→ Action item
Take the entries below and print only the lines from the one with "fn reopen_read_only() ->" through the one with "Parse and normalize", exactly as they stand, both ends included.

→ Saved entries
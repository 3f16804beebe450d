use std::path::Path;

use duckdb::{AccessMode, Config};

use crate::utils::lib_retry::RetryPolicy;

/// Use this function to open a DuckDB connection.  Another process holding
/// the write lock makes the open fail, so keep trying for a while.
/// Suggested `RetryPolicy::new(8, Duration::from_millis(25), Duration::from_secs(2))`.
pub fn open_with_retry(
    duckdb_path: &Path,
    retry: &RetryPolicy,
    access_mode: AccessMode,
) -> Result<duckdb::Connection, duckdb::Error> {
    retry.run(|_| {
        let config = Config::default().access_mode(same_mode(&access_mode))?;
        duckdb::Connection::open_with_flags(duckdb_path, config)
    })
}

/// `AccessMode` is not `Clone`, and `Config` takes it by value.
fn same_mode(mode: &AccessMode) -> AccessMode {
    match mode {
        AccessMode::Automatic => AccessMode::Automatic,
        AccessMode::ReadOnly => AccessMode::ReadOnly,
        AccessMode::ReadWrite => AccessMode::ReadWrite,
    }
}

/// Quote a string literal for DuckDB SQL.
pub fn sql_string(value: &str) -> String {
    format!("'{}'", value.replace('\'', "''"))
}

#[cfg(test)]
mod tests {
    use std::error::Error;
    use std::time::Duration;

    use super::*;

    #[test]
    fn open_new_file() -> Result<(), Box<dyn Error>> {
        let dir = tempfile::tempdir()?;
        let path = dir.path().join("ticks.duckdb");
        let conn = open_with_retry(&path, &RetryPolicy::once(), AccessMode::ReadWrite)?;
        let n: i64 = conn.query_row("SELECT 41 + 1", [], |row| row.get(0))?;
        assert_eq!(n, 42);
        Ok(())
    }

    #[test]
    fn reopen_read_only() -> Result<(), Box<dyn Error>> {
        let dir = tempfile::tempdir()?;
        let path = dir.path().join("ticks.duckdb");
        let conn = open_with_retry(&path, &RetryPolicy::once(), AccessMode::ReadWrite)?;
        conn.execute_batch("CREATE TABLE t (x INTEGER); INSERT INTO t VALUES (1), (2);")?;
        drop(conn);

        let retry = RetryPolicy::new(3, Duration::from_millis(1), Duration::from_millis(2));
        let conn = open_with_retry(&path, &retry, AccessMode::ReadOnly)?;
        let n: i64 = conn.query_row("SELECT count(*) FROM t", [], |row| row.get(0))?;
        assert_eq!(n, 2);
        assert!(conn.execute_batch("INSERT INTO t VALUES (3)").is_err());
        Ok(())
    }

    #[test]
    fn missing_parent_fails_after_every_attempt() {
        let retry = RetryPolicy::new(2, Duration::ZERO, Duration::ZERO);
        let res = open_with_retry(Path::new("/nonexistent/dir/ticks.duckdb"), &retry, AccessMode::Automatic);
        assert!(res.is_err());
    }

    #[test]
    fn quote_literal() {
        assert_eq!(sql_string("/tmp/a.csv"), "'/tmp/a.csv'");
        assert_eq!(sql_string("/tmp/o'neil.csv"), "'/tmp/o''neil.csv'");
    }
}
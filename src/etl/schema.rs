use csv::StringRecord;
use jiff::civil::Date;
use thiserror::Error;

/// Column order of the staged csv files and of the target table.
pub const COLUMNS: [&str; 10] = [
    "Comm",
    "Contract_Type",
    "Mth_Code",
    "Year",
    "Strike",
    "Trade_Date",
    "Log_Time",
    "Price",
    "Msg_Code",
    "Volume",
];

#[derive(Debug, Clone, PartialEq, Eq, Error)]
#[error("line {line}, column {column}: {reason}")]
pub struct RowParseError {
    pub line: u64,
    pub column: &'static str,
    pub reason: String,
}

/// One tick from the SGX `WEBPXTICK_DT` file.
#[derive(Debug, Clone, PartialEq)]
pub struct TickRow {
    pub comm: String,
    pub contract_type: String,
    pub mth_code: String,
    pub year: i32,
    pub strike: f32,
    pub trade_date: Date,
    /// Time of the trade as reported, e.g. 84512 for 08:45:12.
    pub log_time: i32,
    pub price: f32,
    pub msg_code: Option<String>,
    pub volume: i32,
}

impl TickRow {
    /// Parse and normalize one csv record.  Every field but `Msg_Code` is
    /// required, an empty `Msg_Code` becomes `None`.
    pub fn from_record(record: &StringRecord, line: u64) -> Result<TickRow, RowParseError> {
        if record.len() != COLUMNS.len() {
            return Err(RowParseError {
                line,
                column: "*",
                reason: format!("expected {} fields, found {}", COLUMNS.len(), record.len()),
            });
        }
        let field = |i: usize| record.get(i).unwrap_or_default().trim();
        let msg_code = field(8);
        Ok(TickRow {
            comm: text(field(0), line, COLUMNS[0])?,
            contract_type: text(field(1), line, COLUMNS[1])?,
            mth_code: text(field(2), line, COLUMNS[2])?,
            year: int(field(3), line, COLUMNS[3])?,
            strike: float(field(4), line, COLUMNS[4])?,
            trade_date: trade_date(field(5), line)?,
            log_time: int(field(6), line, COLUMNS[6])?,
            price: float(field(7), line, COLUMNS[7])?,
            msg_code: if msg_code.is_empty() {
                None
            } else {
                Some(msg_code.to_string())
            },
            volume: int(field(9), line, COLUMNS[9])?,
        })
    }

    /// Field values in column order, `null` stands for a missing `Msg_Code`.
    pub fn fields(&self, null: &str) -> [String; 10] {
        [
            self.comm.clone(),
            self.contract_type.clone(),
            self.mth_code.clone(),
            self.year.to_string(),
            self.strike.to_string(),
            self.trade_date.to_string(),
            self.log_time.to_string(),
            self.price.to_string(),
            self.msg_code.clone().unwrap_or_else(|| null.to_string()),
            self.volume.to_string(),
        ]
    }
}

fn missing(line: u64, column: &'static str) -> RowParseError {
    RowParseError {
        line,
        column,
        reason: "missing value".to_string(),
    }
}

fn text(value: &str, line: u64, column: &'static str) -> Result<String, RowParseError> {
    if value.is_empty() {
        return Err(missing(line, column));
    }
    Ok(value.to_string())
}

fn int(value: &str, line: u64, column: &'static str) -> Result<i32, RowParseError> {
    if value.is_empty() {
        return Err(missing(line, column));
    }
    value.parse::<i32>().map_err(|e| RowParseError {
        line,
        column,
        reason: format!("{:?} is not an int32: {}", value, e),
    })
}

fn float(value: &str, line: u64, column: &'static str) -> Result<f32, RowParseError> {
    if value.is_empty() {
        return Err(missing(line, column));
    }
    match value.parse::<f32>() {
        Ok(x) if x.is_finite() => Ok(x),
        _ => Err(RowParseError {
            line,
            column,
            reason: format!("{:?} is not a finite float32", value),
        }),
    }
}

/// Accepts `2025-03-14` and `20250314`.
fn trade_date(value: &str, line: u64) -> Result<Date, RowParseError> {
    let column = COLUMNS[5];
    if value.is_empty() {
        return Err(missing(line, column));
    }
    let parsed = if value.len() == 8 && value.bytes().all(|b| b.is_ascii_digit()) {
        Date::strptime("%Y%m%d", value)
    } else {
        value.parse::<Date>()
    };
    parsed.map_err(|_| RowParseError {
        line,
        column,
        reason: format!("{:?} is not a date", value),
    })
}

→ Solution to the problem
    fn reopen_read_only() -> Result<(), Box<dyn Error>> {
        let dir = tempfile::tempdir()?;
        let path = dir.path().join("ticks.duckdb");
        let conn = open_with_retry(&path, &RetryPolicy::once(), AccessMode::ReadWrite)?;
        conn.execute_batch("CREATE TABLE t (x INTEGER); INSERT INTO t VALUES (1), (2);")?;
        drop(conn);

        let retry = RetryPolicy::new(3, Duration::from_millis(1), Duration::from_millis(2));
        let conn = open_with_retry(&path, &retry, AccessMode::ReadOnly)?;
        let n: i64 = conn.query_row("SELECT count(*) FROM t", [], |row| row.get(0))?;
        assert_eq!(n, 2);
        assert!(conn.execute_batch("INSERT INTO t VALUES (3)").is_err());
        Ok(())
    }

    #[test]
    fn missing_parent_fails_after_every_attempt() {
        let retry = RetryPolicy::new(2, Duration::ZERO, Duration::ZERO);
        let res = open_with_retry(Path::new("/nonexistent/dir/ticks.duckdb"), &retry, AccessMode::Automatic);
        assert!(res.is_err());
    }

    #[test]
    fn quote_literal() {
        assert_eq!(sql_string("/tmp/a.csv"), "'/tmp/a.csv'");
        assert_eq!(sql_string("/tmp/o'neil.csv"), "'/tmp/o''neil.csv'");
    }
}
filename src/etl/schema.rs
use csv::StringRecord;
use jiff::civil::Date;
use thiserror::Error;

/// Column order of the staged csv files and of the target table.
pub const COLUMNS: [&str; 10] = [
    "Comm",
    "Contract_Type",
    "Mth_Code",
    "Year",
    "Strike",
    "Trade_Date",
    "Log_Time",
    "Price",
    "Msg_Code",
    "Volume",
];

#[derive(Debug, Clone, PartialEq, Eq, Error)]
#[error("line {line}, column {column}: {reason}")]
pub struct RowParseError {
    pub line: u64,
    pub column: &'static str,
    pub reason: String,
}

/// One tick from the SGX `WEBPXTICK_DT` file.
#[derive(Debug, Clone, PartialEq)]
pub struct TickRow {
    pub comm: String,
    pub contract_type: String,
    pub mth_code: String,
    pub year: i32,
    pub strike: f32,
    pub trade_date: Date,
    /// Time of the trade as reported, e.g. 84512 for 08:45:12.
    pub log_time: i32,
    pub price: f32,
    pub msg_code: Option<String>,
    pub volume: i32,
}

impl TickRow {
    /// Parse and normalize one csv record.  Every field but `Msg_Code` is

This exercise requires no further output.